Hi all.....I want to make something clear. I do love her, and I don't think I am her meal ticket. I do think there is an element of being scared about financial situations and what is required in the real world. My issue is that promises have been made and broken. I want to protect my kids regardless of how many I have. The added complication is that I have agreed with her to have children and that child would be protected in the same way as my current children and be entitled to the same share of things.

A recurring theme here is that I am pushing my views on her. I disagree with that. I may be wrong but I strongly disagree with that sentiment. The agreement changes if we have children, other laws etc take over. Its the principle that I want to be secure that if either of us end the relationship we have a clean break.

Thanks for all your comments and discussions

OP’s posts: |
PCBristol Thu 13-Aug-20 11:05:23

I was going to act as a guarantor if needed. She was looking in areas where she is from, you get a lot for your money !

OP’s posts: |
AnneLovesGilbert Thu 13-Aug-20 11:08:27

You shouldn’t with anyone who refuses to have adult discussions about important things like money and retirement planning. That’s the biggest issue.

And I disagree that money isn’t important to her. Yours clearly is.

nicenames Thu 13-Aug-20 11:19:24

Yup, I wouldn't have kids with her. I think that she is hoping that once you have kids together all of this is a bit less relevant, because you will be saving the money for all of the kids and because you will support her (regardless of what happens) to ensure your child with her doesn't miss out. You really need to have all of this sorted and agreed before any TTC.

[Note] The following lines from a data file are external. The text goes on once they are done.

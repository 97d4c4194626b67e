//! Links between an output port and an input port, and their aggregates.

use std::collections::HashSet;
use std::fmt;

use serde::Serialize;

use crate::error::{Error, Result};
use crate::port::{Direction, ObjectId, Port};
use crate::stereo::StereoGroup;

/// A directed connection from one output port to one input port.
#[derive(Debug, Clone, PartialEq, Eq, Serialize)]
pub struct Link {
    /// Link object ID, only known when parsed from a link listing
    id: Option<ObjectId>,
    /// Receiving port
    input: Port,
    /// Sending port
    output: Port,
}

impl Link {
    /// Create a link, checking both endpoint directions.
    pub fn new(id: Option<ObjectId>, input: Port, output: Port) -> Result<Self> {
        if !input.is_input() {
            return Err(Error::DirectionMismatch {
                port: input.to_string(),
                expected: Direction::Input,
            });
        }
        if !output.is_output() {
            return Err(Error::DirectionMismatch {
                port: output.to_string(),
                expected: Direction::Output,
            });
        }
        Ok(Self { id, input, output })
    }

    /// Create a link from two ports given in either order.
    pub fn between(id: Option<ObjectId>, a: Port, b: Port) -> Result<Self> {
        if a.is_output() { Self::new(id, b, a) } else { Self::new(id, a, b) }
    }

    #[must_use]
    pub fn id(&self) -> Option<&ObjectId> {
        self.id.as_ref()
    }

    #[must_use]
    pub fn input(&self) -> &Port {
        &self.input
    }

    #[must_use]
    pub fn output(&self) -> &Port {
        &self.output
    }

    /// The endpoint on the given side of the link.
    #[must_use]
    pub fn endpoint(&self, side: Direction) -> &Port {
        match side {
            Direction::Input => &self.input,
            Direction::Output => &self.output,
        }
    }

    /// Whether the link touches `device` on either side.
    #[must_use]
    pub fn involves_device(&self, device: &str) -> bool {
        self.input.device() == device || self.output.device() == device
    }

    /// Whether both links join the same pair of endpoints.
    #[must_use]
    pub fn same_endpoints(&self, other: &Link) -> bool {
        self.input.same_endpoint(&other.input) && self.output.same_endpoint(&other.output)
    }
}

impl fmt::Display for Link {
    fn fmt(&self, f: &mut fmt::Formatter<'_>) -> fmt::Result {
        write!(f, "{} -> {}", self.output.qualified_name(), self.input.qualified_name())
    }
}

/// A left/right pair of links.
#[derive(Debug, Clone, PartialEq, Eq, Serialize)]
pub struct StereoLink {
    /// Link carrying the left channel
    left: Link,
    /// Link carrying the right channel
    right: Link,
}

impl StereoLink {
    #[must_use]
    pub fn new(left: Link, right: Link) -> Self {
        Self { left, right }
    }

    #[must_use]
    pub fn left(&self) -> &Link {
        &self.left
    }

    #[must_use]
    pub fn right(&self) -> &Link {
        &self.right
    }

    /// Input side of the pair as a stereo group.
    #[must_use]
    pub fn inputs(&self) -> StereoGroup {
        StereoGroup::paired(self.left.input.clone(), self.right.input.clone())
    }

    /// Output side of the pair as a stereo group.
    #[must_use]
    pub fn outputs(&self) -> StereoGroup {
        StereoGroup::paired(self.left.output.clone(), self.right.output.clone())
    }
}

/// Links that share one endpoint port.
#[derive(Debug, Clone, PartialEq, Eq, Serialize)]
pub struct LinkGroup {
    /// Device of the shared endpoint
    common_device: String,
    /// Port name of the shared endpoint
    common_name: String,
    /// Side of the links the common endpoint sits on
    side: Direction,
    /// Member links in discovery order
    links: Vec<Link>,
}

impl LinkGroup {
    pub(crate) fn new(side: Direction, first: Link) -> Self {
        let endpoint = first.endpoint(side);
        Self {
            common_device: endpoint.device().to_string(),
            common_name: endpoint.name().to_string(),
            side,
            links: vec![first],
        }
    }

    pub(crate) fn push(&mut self, link: Link) {
        self.links.push(link);
    }

    #[must_use]
    pub fn common_device(&self) -> &str {
        &self.common_device
    }

    #[must_use]
    pub fn common_name(&self) -> &str {
        &self.common_name
    }

    #[must_use]
    pub fn side(&self) -> Direction {
        self.side
    }

    /// Member links in discovery order.
    #[must_use]
    pub fn links(&self) -> &[Link] {
        &self.links
    }

    #[must_use]
    pub fn len(&self) -> usize {
        self.links.len()
    }

    #[must_use]
    pub fn is_empty(&self) -> bool {
        self.links.is_empty()
    }
}

/// One entry of a grouped link listing.
#[derive(Debug, Clone, PartialEq, Eq, Serialize)]
#[serde(tag = "kind", rename_all = "lowercase")]
pub enum LinkEntry {
    /// Left/right links between two devices
    Stereo(StereoLink),
    /// Links fanning in or out of one port
    Group(LinkGroup),
    /// Anything else
    Single(Link),
}

impl LinkEntry {
    /// All links in this entry.
    #[must_use]
    pub fn links(&self) -> Vec<&Link> {
        match self {
            Self::Stereo(stereo) => vec![stereo.left(), stereo.right()],
            Self::Group(group) => group.links().iter().collect(),
            Self::Single(link) => vec![link],
        }
    }
}

/// Remove repeated links.
///
/// `pw-link --links` prints every link twice, once under its output port
/// and once under its input port. The first occurrence is kept. Links are
/// the same when their IDs match, or when neither has an ID and they join
/// the same endpoints.
#[must_use]
pub fn dedup_links(links: Vec<Link>) -> Vec<Link> {
    let mut seen_ids = HashSet::new();
    let mut unique: Vec<Link> = Vec::with_capacity(links.len());

    for link in links {
        let duplicate = match link.id() {
            Some(id) => !seen_ids.insert(id.clone()),
            None => unique.iter().any(|kept| kept.id().is_none() && kept.same_endpoints(&link)),
        };
        if !duplicate {
            unique.push(link);
        }
    }

    unique
}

It is totally fine to keep separate assets to ensure you protect your kids etc. But I really don't think there is a basis for having children together without a level of transparency about what those assets are and what is available to whom.

It sounds as if you are prepared to work this through and have put together a sensible starter for ten and that she won't engage, so if it matters to you to have a grown up relationship where you can talk about money, then I would leave it.

Morfin Thu 13-Aug-20 12:15:16

You've been treated unfairly. If you posted this and pretended to be a woman you would have a thread full of cocklodger comments.